[[ Record set, beginning ]]

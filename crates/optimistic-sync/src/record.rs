//! Decision records and the change events the push stream carries for them
//!
//! Business fields are opaque to the engine. Beyond them it only looks at the identifier, the
//! owner, the pipeline stage and the two timestamps.

use std::fmt;

use chrono::{DateTime, Utc};
use serde::{Deserialize, Serialize};
use serde_json::{Map, Value};
use uuid::Uuid;

/// Prefix reserved for identifiers fabricated locally before the remote store assigns one
const TEMPORARY_PREFIX: &str = "temp-";

pub type SubscriptionId = Uuid;

#[derive(Debug, Clone, PartialEq, Eq, Hash, PartialOrd, Ord, Serialize, Deserialize)]
#[serde(transparent)]
pub struct RecordId(String);

impl RecordId {
	#[must_use]
	pub fn temporary() -> Self {
		Self(format!("{TEMPORARY_PREFIX}{}", Uuid::new_v4()))
	}

	#[must_use]
	pub fn is_temporary(&self) -> bool {
		self.0.starts_with(TEMPORARY_PREFIX)
	}

	#[must_use]
	pub fn as_str(&self) -> &str {
		&self.0
	}
}

impl fmt::Display for RecordId {
	fn fmt(&self, f: &mut fmt::Formatter<'_>) -> fmt::Result {
		f.write_str(&self.0)
	}
}

impl From<&str> for RecordId {
	fn from(id: &str) -> Self {
		Self(id.to_string())
	}
}

impl From<String> for RecordId {
	fn from(id: String) -> Self {
		Self(id)
	}
}

#[derive(Debug, Clone, PartialEq, Eq, Hash, Serialize, Deserialize)]
#[serde(transparent)]
pub struct OwnerId(String);

impl OwnerId {
	#[must_use]
	pub fn as_str(&self) -> &str {
		&self.0
	}
}

impl fmt::Display for OwnerId {
	fn fmt(&self, f: &mut fmt::Formatter<'_>) -> fmt::Result {
		f.write_str(&self.0)
	}
}

impl From<&str> for OwnerId {
	fn from(id: &str) -> Self {
		Self(id.to_string())
	}
}

impl From<String> for OwnerId {
	fn from(id: String) -> Self {
		Self(id)
	}
}

/// Pipeline stage a decision moves through
#[derive(Debug, Clone, Copy, PartialEq, Eq, Hash, Serialize, Deserialize)]
#[serde(rename_all = "snake_case")]
pub enum Stage {
	Backlog,
	Considering,
	Committed,
	InProgress,
	Completed,
	Archived,
}

#[derive(Debug, Clone, PartialEq, Serialize, Deserialize)]
pub struct Record {
	pub id: RecordId,
	pub owner_id: OwnerId,
	pub stage: Stage,
	pub created_at: DateTime<Utc>,
	/// `None` means the record was never modified since creation
	#[serde(default, skip_serializing_if = "Option::is_none")]
	pub updated_at: Option<DateTime<Utc>>,
	#[serde(flatten)]
	pub fields: Map<String, Value>,
}

impl Record {
	/// Equality ignoring the modification instant, which every writer stamps differently
	#[must_use]
	pub fn same_content(&self, other: &Self) -> bool {
		self.id == other.id
			&& self.owner_id == other.owner_id
			&& self.stage == other.stage
			&& self.created_at == other.created_at
			&& self.fields == other.fields
	}

	#[must_use]
	pub fn field(&self, name: &str) -> Option<&Value> {
		self.fields.get(name)
	}

	/// Text content of a business field, if it holds a string
	#[must_use]
	pub fn text(&self, name: &str) -> Option<&str> {
		self.fields.get(name).and_then(Value::as_str)
	}
}

/// Payload for creating a record, the remote store assigns the identifier
#[derive(Debug, Clone, PartialEq, Serialize, Deserialize)]
pub struct NewRecord {
	pub owner_id: OwnerId,
	pub stage: Stage,
	#[serde(flatten)]
	pub fields: Map<String, Value>,
}

impl NewRecord {
	#[must_use]
	pub fn new(owner_id: OwnerId, stage: Stage) -> Self {
		Self {
			owner_id,
			stage,
			fields: Map::new(),
		}
	}

	#[must_use]
	pub fn with_field(mut self, name: impl Into<String>, value: impl Into<Value>) -> Self {
		self.fields.insert(name.into(), value.into());
		self
	}

	/// Local stand-in shown until the remote store answers with the real record
	#[must_use]
	pub fn into_temporary(self, now: DateTime<Utc>) -> Record {
		Record {
			id: RecordId::temporary(),
			owner_id: self.owner_id,
			stage: self.stage,
			created_at: now,
			updated_at: None,
			fields: self.fields,
		}
	}
}

/// Field-level edit, later values for the same field win
#[derive(Debug, Clone, Default, PartialEq, Serialize, Deserialize)]
pub struct RecordPatch {
	#[serde(default, skip_serializing_if = "Option::is_none")]
	pub stage: Option<Stage>,
	#[serde(flatten)]
	pub fields: Map<String, Value>,
}

impl RecordPatch {
	#[must_use]
	pub fn field(name: impl Into<String>, value: impl Into<Value>) -> Self {
		let mut fields = Map::new();
		fields.insert(name.into(), value.into());
		Self {
			stage: None,
			fields,
		}
	}

	#[must_use]
	pub fn stage(stage: Stage) -> Self {
		Self {
			stage: Some(stage),
			fields: Map::new(),
		}
	}

	#[must_use]
	pub fn is_empty(&self) -> bool {
		self.stage.is_none() && self.fields.is_empty()
	}

	pub fn merge(&mut self, newer: Self) {
		if newer.stage.is_some() {
			self.stage = newer.stage;
		}

		self.fields.extend(newer.fields);
	}

	#[must_use]
	pub fn apply_to(&self, mut record: Record) -> Record {
		if let Some(stage) = self.stage {
			record.stage = stage;
		}

		for (name, value) in &self.fields {
			record.fields.insert(name.clone(), value.clone());
		}

		record
	}
}

#[derive(Debug, Clone, Copy, PartialEq, Eq, Serialize, Deserialize)]
#[serde(rename_all = "lowercase")]
pub enum ChangeKind {
	Insert,
	Update,
	Delete,
	#[serde(other)]
	Unknown,
}

/// Only the identifier of a prior row is needed, whatever else the stream sends is ignored
#[derive(Debug, Clone, PartialEq, Eq, Serialize, Deserialize)]
pub struct RecordRef {
	pub id: RecordId,
}

/// Raw change broadcast by the push stream, uninterpreted until it reaches the reconciler
#[derive(Debug, Clone, PartialEq, Serialize, Deserialize)]
pub struct ChangeEvent {
	pub kind: ChangeKind,
	#[serde(default, rename = "new_value")]
	pub new: Option<Record>,
	#[serde(default, rename = "old_value")]
	pub old: Option<RecordRef>,
}

impl ChangeEvent {
	#[must_use]
	pub const fn insert(record: Record) -> Self {
		Self {
			kind: ChangeKind::Insert,
			new: Some(record),
			old: None,
		}
	}

	#[must_use]
	pub fn update(record: Record) -> Self {
		Self {
			kind: ChangeKind::Update,
			old: Some(RecordRef {
				id: record.id.clone(),
			}),
			new: Some(record),
		}
	}

	#[must_use]
	pub const fn delete(id: RecordId) -> Self {
		Self {
			kind: ChangeKind::Delete,
			new: None,
			old: Some(RecordRef { id }),
		}
	}

	/// Identifier the event is about, taken from the new value first
	#[must_use]
	pub fn subject_id(&self) -> Option<&RecordId> {
		self.new
			.as_ref()
			.map(|record| &record.id)
			.or_else(|| self.old.as_ref().map(|old| &old.id))
	}
}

[[ Record set, end ]]

### Your task
From the material above, gather all lines that include the string "other" and copy them.

### Written answer
	pub fn same_content(&self, other: &Self) -> bool {
		self.id == other.id
			&& self.owner_id == other.owner_id
			&& self.stage == other.stage
			&& self.created_at == other.created_at
			&& self.fields == other.fields
	#[serde(other)]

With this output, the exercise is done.